VATICAN CITY, April 22 -- U.S. Catholic leaders gathering here to meet with Pope John Paul II about the church's sex abuse scandal played down reports of a movement among them to force the resignation of Boston Cardinal Bernard F. Law and said the gathering would focus on developing principles for protecting children from predatory priests.

Cardinal Theodore E. McCarrick, the archbishop of Washington, called the debate over Law a distraction. McCarrick said that at the meetings he would propose five principles for helping churches deal with the problem, including reaching out to victims and removing accused priests from the ministry pending investigation.

Bishop Wilton D. Gregory, president of the U.S. Conference of Catholic Bishops, predicted that the meetings would stay on track once they formally begin Tuesday morning behind closed doors in the Vatican's Apostolic Palace.

"These two days have a rather clear purpose, and issues that may or may not need a moment in the sun probably will not get their moment in the sun," Gregory said, citing celibacy and the ordination of women as the kind of topics that were unlikely to be seriously reconsidered.

"I anticipate that the meetings over the two days will be very focused, very specific and very directed to helping the bishops of the United States make sure that we provide a safe environment for children," he said.

John Paul summoned the U.S. church leaders to Rome on short notice to discuss the scandal, which began in January with the disclosure that Law had quietly transferred a pedophile priest from parish to parish in the Boston area. Since then, the scandal has reverberated across the United States as molestation allegations have led to the removal of more than 80 priests, from California to Maine.

A Washington Post-ABC News poll released today found that the number of American Catholics who disapprove of the church's handling of the scandal is rising. Seven of 10 Catholic respondents -- 71 percent -- said they disapproved, up from 66 percent in a Post-ABC poll conducted three weeks ago.

The Los Angeles Times reported today that several cardinals planned to urge the pope to remove Law. Both McCarrick and Gregory denied that they were among those prelates; none of the 15 senior American clerics gathered in Rome has publicly advocated Law's departure.

At a Vatican briefing, Gregory declined to name those who were seeking Law's resignation, saying, "It would not be appropriate to talk about what other people may have said to me."

McCarrick said he was unaware of a "cabal" among the cardinals against Law, who flew to Rome a week ago for secret consultations with the pope and announced afterward that he planned to stay on as Boston's archbishop. "I think each one of us has his own position. Mine is that I listened to what the cardinal said the other day. He made it very clear that [the scandal] happened on his watch and he said, 'I can fix it.' I say, give him a chance," McCarrick said.

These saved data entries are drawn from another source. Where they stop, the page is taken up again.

//! Runs discovered test cases and folds their outcomes into result groups.
//!
//! Four selection modes share one aggregation shape: running a suite, a
//! category, an explicit id list, or everything each yields
//! [`TestGroup`]s whose items are the case results in execution order.
//!
//! Execution is sequential. The pipeline borrows the [`Discovery`] it was
//! built from, so the registry cannot change while tests run.

mod guard;

pub use guard::{on_exit, OnExit};

use std::cell::RefCell;
use std::sync::Arc;

use tracing::{error, info, warn};

use crate::config::TestCaseConfig;
use crate::controller::Controller;
use crate::discovery::{
    run_setup_hooks, run_teardown_hooks, Discovery, Hook, HookError, HookResult, TestSuite,
};
use crate::model::{ExecutionResult, Metric, ResultType, TestGroup};
use crate::testcase::TestCaseDescriptor;

const GLOBAL_SCOPE: &str = "global";

pub const SELECTED_GROUP_NAME: &str = "Selected Test Cases";

pub struct ExecutionPipeline<'d> {
    discovery: &'d Discovery,
    settings: Arc<TestCaseConfig>,
    global_setup_hooks: Vec<Hook>,
    global_teardown_hooks: Vec<Hook>,
    hook_failures: RefCell<Vec<HookError>>,
}

impl<'d> ExecutionPipeline<'d> {
    pub fn new(discovery: &'d Discovery, settings: Arc<TestCaseConfig>) -> Self {
        Self {
            discovery,
            settings,
            global_setup_hooks: Vec::new(),
            global_teardown_hooks: Vec::new(),
            hook_failures: RefCell::new(Vec::new()),
        }
    }

    pub fn discovery(&self) -> &'d Discovery {
        self.discovery
    }

    /// Hook run once before any suite in [`ExecutionPipeline::run_all`].
    pub fn add_global_setup_hook(&mut self, hook: impl Fn() -> HookResult + 'static) {
        self.global_setup_hooks.push(Box::new(hook));
    }

    /// Hook run once after every suite in [`ExecutionPipeline::run_all`].
    pub fn add_global_teardown_hook(&mut self, hook: impl Fn() -> HookResult + 'static) {
        self.global_teardown_hooks.push(Box::new(hook));
    }

    /// Drain the setup and teardown failures seen so far, oldest first.
    pub fn take_hook_failures(&self) -> Vec<HookError> {
        self.hook_failures.take()
    }

    fn note_failures(&self, failures: impl IntoIterator<Item = HookError>) {
        self.hook_failures.borrow_mut().extend(failures);
    }

    /// Build and run one test case.
    ///
    /// A panic inside the case is not caught: conforming cases report
    /// faults as FAIL results.
    pub fn run_case(
        &self,
        descriptor: &TestCaseDescriptor,
        controller: &Arc<dyn Controller>,
    ) -> ExecutionResult {
        info!(
            id = descriptor.id(),
            name = descriptor.name(),
            "Running test case"
        );
        let controller = Some(Arc::clone(controller));
        let mut case = descriptor.instantiate(controller, Arc::clone(&self.settings));
        case.run()
    }

    /// Run a suite between its setup and teardown hooks.
    ///
    /// Teardown runs on every exit path. When setup fails no case runs and
    /// each is reported as FAIL with the setup error.
    pub fn run_suite(&self, suite: &TestSuite, controller: &Arc<dyn Controller>) -> TestGroup {
        info!(
            suite = suite.name(),
            cases = suite.len(),
            "Running test suite"
        );

        let teardown = on_exit(|| {
            self.note_failures(suite.run_teardown());
        });

        let results = match suite.run_setup() {
            Ok(()) => suite
                .cases()
                .iter()
                .map(|descriptor| self.run_case(descriptor, controller))
                .collect(),
            Err(err) => {
                error!(
                    suite = suite.name(),
                    error = %err,
                    "Suite setup failed, skipping its cases"
                );
                let blocked = blocked_results(suite.cases(), "Suite setup failed", &err);
                self.note_failures([err]);
                blocked
            }
        };

        drop(teardown);
        TestGroup::of_cases(suite.name(), suite.description(), results)
    }

    /// Look up a suite by name and run it.
    pub fn run_suite_named(
        &self,
        name: &str,
        controller: &Arc<dyn Controller>,
    ) -> Option<TestGroup> {
        match self.discovery.get_suite(name) {
            Some(suite) => Some(self.run_suite(suite, controller)),
            None => {
                warn!(suite = name, "Test suite not found");
                None
            }
        }
    }

    /// Run every suite in registry order between the global hooks.
    ///
    /// Global teardown runs on every exit path. When global setup fails no
    /// suite runs and every case is reported as FAIL with the setup error.
    pub fn run_all(&self, controller: &Arc<dyn Controller>) -> Vec<TestGroup> {
        let suites = self.discovery.all_suites();
        info!(suites = suites.len(), "Running all test suites");

        let teardown = on_exit(|| {
            let failures = run_teardown_hooks(GLOBAL_SCOPE, &self.global_teardown_hooks);
            self.note_failures(failures);
        });

        let groups = match run_setup_hooks(GLOBAL_SCOPE, &self.global_setup_hooks) {
            Ok(()) => suites
                .into_iter()
                .map(|suite| self.run_suite(suite, controller))
                .collect(),
            Err(err) => {
                error!(error = %err, "Global setup failed, skipping all suites");
                let groups: Vec<TestGroup> = suites
                    .into_iter()
                    .map(|suite| {
                        TestGroup::of_cases(
                            suite.name(),
                            suite.description(),
                            blocked_results(suite.cases(), "Global setup failed", &err),
                        )
                    })
                    .collect();
                self.note_failures([err]);
                groups
            }
        };

        drop(teardown);
        groups
    }

    /// Run every case in `category`. Suite hooks do not apply.
    pub fn run_by_category(&self, category: &str, controller: &Arc<dyn Controller>) -> TestGroup {
        let cases = self.discovery.by_category(category);
        if cases.is_empty() {
            warn!(category, "No test cases found in category");
        } else {
            info!(
                category,
                cases = cases.len(),
                "Running test cases in category"
            );
        }

        let results = cases
            .into_iter()
            .map(|descriptor| self.run_case(descriptor, controller))
            .collect();

        TestGroup::of_cases(
            format!("Category: {category}"),
            format!("Test cases in category '{category}'"),
            results,
        )
    }

    /// Run the listed ids in the given order. Unknown ids are logged and skipped.
    pub fn run_selected<S: AsRef<str>>(
        &self,
        ids: &[S],
        controller: &Arc<dyn Controller>,
    ) -> TestGroup {
        let mut results = Vec::with_capacity(ids.len());
        for id in ids {
            let id = id.as_ref();
            match self.discovery.get(id) {
                Some(descriptor) => results.push(self.run_case(descriptor, controller)),
                None => warn!("Test case with ID {id} not found"),
            }
        }

        let joined = ids
            .iter()
            .map(AsRef::as_ref)
            .collect::<Vec<&str>>()
            .join(", ");
        TestGroup::of_cases(
            SELECTED_GROUP_NAME,
            format!("Test cases with IDs: {joined}"),
            results,
        )
    }
}

/// FAIL results for cases that were never run because `reason` failed.
fn blocked_results(
    cases: &[TestCaseDescriptor],
    reason: &str,
    err: &HookError,
) -> Vec<ExecutionResult> {
    cases
        .iter()
        .map(|descriptor| {
            let mut result = ExecutionResult::placeholder(
                descriptor.id(),
                descriptor.name(),
                descriptor.description(),
            );
            result.result = ResultType::Fail;
            let metric =
                Metric::new(reason, ResultType::Fail).measure_text("Error", err.to_string());
            result.metrics = vec![metric];
            result
        })
        .collect()
}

Law declined to comment on his future. "I'm not addressing that issue now," he told reporters on his arrival in Rome, adding that he had made his position clear in a letter to Boston's Catholics on Sunday. The letter said the pope's abrupt summoning of American cardinals was a "wake-up call" that should "spark immediate and decisive changes."

Sister Mary Ann Walsh, a spokeswoman for the bishops conference, said the U.S. cardinals met privately this evening but that Law's resignation "certainly was not a topic" of discussion. "That's not their mandate," she said. "Whether or not Cardinal Law resigns is between Cardinal Law and the Holy Father."

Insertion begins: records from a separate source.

//! O-RU controller collaborator.
//!
//! Test cases reach the network only through the [`Controller`] trait. The
//! pipeline passes the controller through untouched.

mod error;
mod opendaylight;

pub use error::ControllerError;
pub use opendaylight::OpenDaylightController;

use chrono::{DateTime, Utc};
use serde::{Deserialize, Serialize};
use serde_json::Value;

/// RESTCONF path of the NETCONF topology.
pub const TOPOLOGY_PATH: &str =
    "rests/data/network-topology:network-topology/topology=topology-netconf";

/// RESTCONF path of the devices allowed to call home.
pub const CALLHOME_DEVICES_PATH: &str =
    "rests/data/odl-netconf-callhome-server:netconf-callhome-server/allowed-devices?content=nonconfig";

pub const YANG_JSON: &str = "application/yang-data+json";

const CAPABILITIES_POINTER: &str =
    "/netconf-node-topology:available-capabilities/available-capability";

/// Access to an O-RU controller's RESTCONF API.
///
/// Every call blocks until the controller answers or the configured
/// per-request timeout elapses.
pub trait Controller: Send + Sync {
    /// Base URL without a trailing slash.
    fn base_url(&self) -> &str;

    /// GET `url` and return the status code with the decoded JSON body.
    ///
    /// A 409 Conflict is returned as `(409, {})`. Other error statuses are
    /// errors.
    fn fetch(&self, url: &str) -> Result<(u16, Value), ControllerError>;

    /// PUT `body` to `url`.
    ///
    /// Error statuses are returned rather than raised, so callers can record
    /// them as evidence.
    fn put(&self, url: &str, body: &Value) -> Result<(u16, Value), ControllerError>;

    /// NETCONF nodes present when the controller was connected.
    fn initial_connections(&self) -> &[NetconfNode];

    /// NETCONF nodes present now.
    fn netconf_connections(&self) -> Result<Vec<NetconfNode>, ControllerError>;

    /// Whether `node_id` is connected through CallHome over TLS/IPv4.
    fn is_tls_ipv4(&self, node_id: &str) -> Result<bool, ControllerError>;

    /// Every request made so far, oldest first.
    fn debug_log(&self) -> Vec<DebugEntry> {
        Vec::new()
    }

    /// `netconf-config-change` notifications relayed from `mountpoint` since
    /// connecting, oldest first.
    ///
    /// `None` when the controller does not relay NETCONF notifications.
    fn config_change_notifications(
        &self,
        _mountpoint: &str,
    ) -> Result<Option<Vec<Value>>, ControllerError> {
        Ok(None)
    }

    /// URL of `path` inside the mounted datastore of `mountpoint`.
    fn mount_url(&self, mountpoint: &str, path: &str) -> String {
        format!(
            "{}/{}/node={}/yang-ext:mount/{}",
            self.base_url(),
            TOPOLOGY_PATH,
            mountpoint,
            path
        )
    }

    fn topology_url(&self) -> String {
        format!("{}/{}", self.base_url(), TOPOLOGY_PATH)
    }

    fn callhome_devices_url(&self) -> String {
        format!("{}/{}", self.base_url(), CALLHOME_DEVICES_PATH)
    }
}

/// One recorded RESTCONF exchange.
#[derive(Debug, Clone, Serialize, Deserialize)]
pub struct DebugEntry {
    pub timestamp: DateTime<Utc>,
    pub method: String,
    pub url: String,
    pub headers: Vec<(String, String)>,
    #[serde(skip_serializing_if = "Option::is_none")]
    pub status_code: Option<u16>,
    #[serde(skip_serializing_if = "Option::is_none")]
    pub response_body: Option<Value>,
    #[serde(skip_serializing_if = "Option::is_none")]
    pub error: Option<String>,
}

/// A node of the controller's NETCONF topology.
#[derive(Debug, Clone, PartialEq, Serialize, Deserialize)]
pub struct NetconfNode {
    pub node_id: String,
    pub connection_status: String,
    pub host: Option<String>,
    pub port: Option<u16>,
    /// Capability strings from `available-capability[].capability`.
    pub available_capabilities: Vec<String>,
}

impl NetconfNode {
    /// Parse one entry of `topology[0].node`.
    pub fn from_raw(data: &Value) -> Result<Self, ControllerError> {
        let node_id = data
            .get("node-id")
            .and_then(Value::as_str)
            .filter(|id| !id.is_empty())
            .ok_or_else(|| ControllerError::Parse("missing node-id in NETCONF node data".into()))?;

        let connection_status = data
            .get("netconf-node-topology:connection-status")
            .and_then(Value::as_str)
            .unwrap_or("unknown");

        let host = data
            .get("netconf-node-topology:host")
            .and_then(Value::as_str)
            .map(str::to_string);

        let port = data
            .get("netconf-node-topology:port")
            .and_then(Value::as_u64)
            .and_then(|p| u16::try_from(p).ok());

        let available_capabilities = data
            .pointer(CAPABILITIES_POINTER)
            .and_then(Value::as_array)
            .map(|caps| {
                caps.iter()
                    .filter_map(|c| c.get("capability").and_then(Value::as_str))
                    .map(str::to_string)
                    .collect()
            })
            .unwrap_or_default();

        Ok(Self {
            node_id: node_id.to_string(),
            connection_status: connection_status.to_string(),
            host,
            port,
            available_capabilities,
        })
    }

    /// Parse the node list of a topology document. Missing sections mean no nodes.
    pub fn from_topology(data: &Value) -> Result<Vec<Self>, ControllerError> {
        let nodes = data
            .get("network-topology:topology")
            .and_then(Value::as_array)
            .and_then(|topologies| topologies.first())
            .and_then(|topology| topology.get("node"))
            .and_then(Value::as_array);

        match nodes {
            Some(nodes) => nodes.iter().map(Self::from_raw).collect(),
            None => Ok(Vec::new()),
        }
    }

    /// Matches the expected id and status and advertises `required_capability`.
    pub fn is_valid(
        &self,
        expected_name: &str,
        expected_status: &str,
        required_capability: &str,
    ) -> bool {
        self.node_id == expected_name
            && self.connection_status == expected_status
            && self
                .available_capabilities
                .iter()
                .any(|cap| cap.contains(required_capability))
    }

    /// One-line description used in measurements.
    pub fn summary(&self) -> String {
        let host = self.host.as_deref().unwrap_or("-");
        let port = self
            .port
            .map(|p| p.to_string())
            .unwrap_or_else(|| "-".into());
        format!(
            "{} ({}) at {}:{}, {} capabilities",
            self.node_id,
            self.connection_status,
            host,
            port,
            self.available_capabilities.len()
        )
    }
}

/// Whether any allowed CallHome device is `node_id`, CONNECTED and TLS.
pub fn callhome_tls_connected(devices: &Value, node_id: &str) -> bool {
    devices
        .pointer("/odl-netconf-callhome-server:allowed-devices/device")
        .and_then(Value::as_array)
        .map(|devices| {
            devices.iter().any(|device| {
                let field = |key: &str| device.get(key).and_then(Value::as_str);
                field("unique-id") == Some(node_id)
                    && field("callhome-status:device-status") == Some("CONNECTED")
                    && device.get("tls-client-params").is_some()
            })
        })
        .unwrap_or(false)
}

Vatican experts predict that the 81-year-old pope will attend some but not all of the two-day meetings with the 15 U.S. clerics -- 12 cardinals and three senior officials of the bishops conference.

The full sessions, scheduled to run for at least six hours a day, would be grueling for John Paul, who exhibits symptoms that outside doctors say are consistent with Parkinson's disease. But the Vatican announced today an expanded list of top advisers who will participate.

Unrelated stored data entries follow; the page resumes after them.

//! Default values for the test runner configuration.
//!
//! All hardcoded defaults are centralized here for easy maintenance.

// ============================================================================
// Path Defaults
// ============================================================================

/// Directory holding testbed, test lab and specification metadata.
pub const DEFAULT_METADATA_DIR: &str = "metadata";

/// Directory receiving logs, debug dumps and the results archive.
pub const DEFAULT_OUTPUT_DIR: &str = "output";

pub const DEFAULT_TESTBED_FILE: &str = "testbed.json";
pub const DEFAULT_TESTLAB_FILE: &str = "testlab.json";
pub const DEFAULT_SPECS_FILE: &str = "specs.json";

// ============================================================================
// Test Metadata Defaults
// ============================================================================

pub const DEFAULT_DUT_NAME: &str = "PyNTS O-RU";
pub const DEFAULT_CONTACT_FIRST_NAME: &str = "Alice";
pub const DEFAULT_CONTACT_LAST_NAME: &str = "Tester";
pub const DEFAULT_CONTACT_EMAIL: &str = "alice@example.org";
pub const DEFAULT_CONTACT_ORGANIZATION: &str = "ExampleOrg";
pub const DEFAULT_CONTACT_PHONE: &str = "+123456789";

// ============================================================================
// Test Case Defaults
// ============================================================================

/// Mountpoint under which the device under test appears in the controller.
pub const DEFAULT_DUT_MOUNTPOINT_NAME: &str = "pynts-o-ru-hybrid";

pub const DEFAULT_EXPECTED_CONNECTION_STATUS: &str = "connected";

/// Capability the O-RU must advertise once its NETCONF session is up.
pub const DEFAULT_EXPECTED_CAPABILITY: &str = "o-ran-uplane-conf";

pub const DEFAULT_FILTER_PATH: &str =
    "network-topology:network-topology/topology=topology-netconf";
pub const DEFAULT_CONFIG_PATH: &str =
    "network-topology:network-topology/topology=topology-netconf";

// ============================================================================
// Controller Defaults
// ============================================================================

pub const DEFAULT_ODL_URL: &str = "https://odlux.oam.smo.o-ran-sc.org";
pub const DEFAULT_ODL_USERNAME: &str = "admin";
pub const DEFAULT_ODL_PASSWORD: &str = "Kp8bJ4SXszM0WXlhak3eHlcse2gAw84vaoGGmJvUy2U";

/// Per-request timeout in seconds.
pub const DEFAULT_CONTROLLER_TIMEOUT: u64 = 10;

// ============================================================================
// Simulator Defaults
// ============================================================================

pub const DEFAULT_USE_SIMULATOR: bool = true;
pub const DEFAULT_SIMULATOR_COMPOSE_FILE: &str = "tools/simulator/docker-compose.yaml";
pub const DEFAULT_SIMULATOR_SERVICE_NAME: &str = "pynts-o-ru-hybrid";

/// Seconds to wait after start-up so the simulator can call home.
pub const DEFAULT_SIMULATOR_WAIT_SECONDS: u64 = 5;

// ============================================================================
// Runner Defaults
// ============================================================================

pub const DEFAULT_LOG_LEVEL: &str = "info";

/// Levels accepted by `log_level`, compared case-insensitively.
pub const LOG_LEVELS: &[&str] = &["trace", "debug", "info", "warn", "warning", "error"];

/// Prefix of every environment variable override.
pub const ENV_PREFIX: &str = "HMP_";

McCarrick, who has been the most open of the cardinals in discussing the meetings, said one major complication is that the cardinals do not want to eclipse a conference in June of nearly 300 active American bishops, who are scheduled to discuss a response to the scandal.

"We need to walk carefully and not presume that we can make decisions for everybody, and yet some of us, myself included, are most uncomfortable having to wait until June," he said. "I think it's very dangerous if we don't do something now. Our people are waiting to hear from us now."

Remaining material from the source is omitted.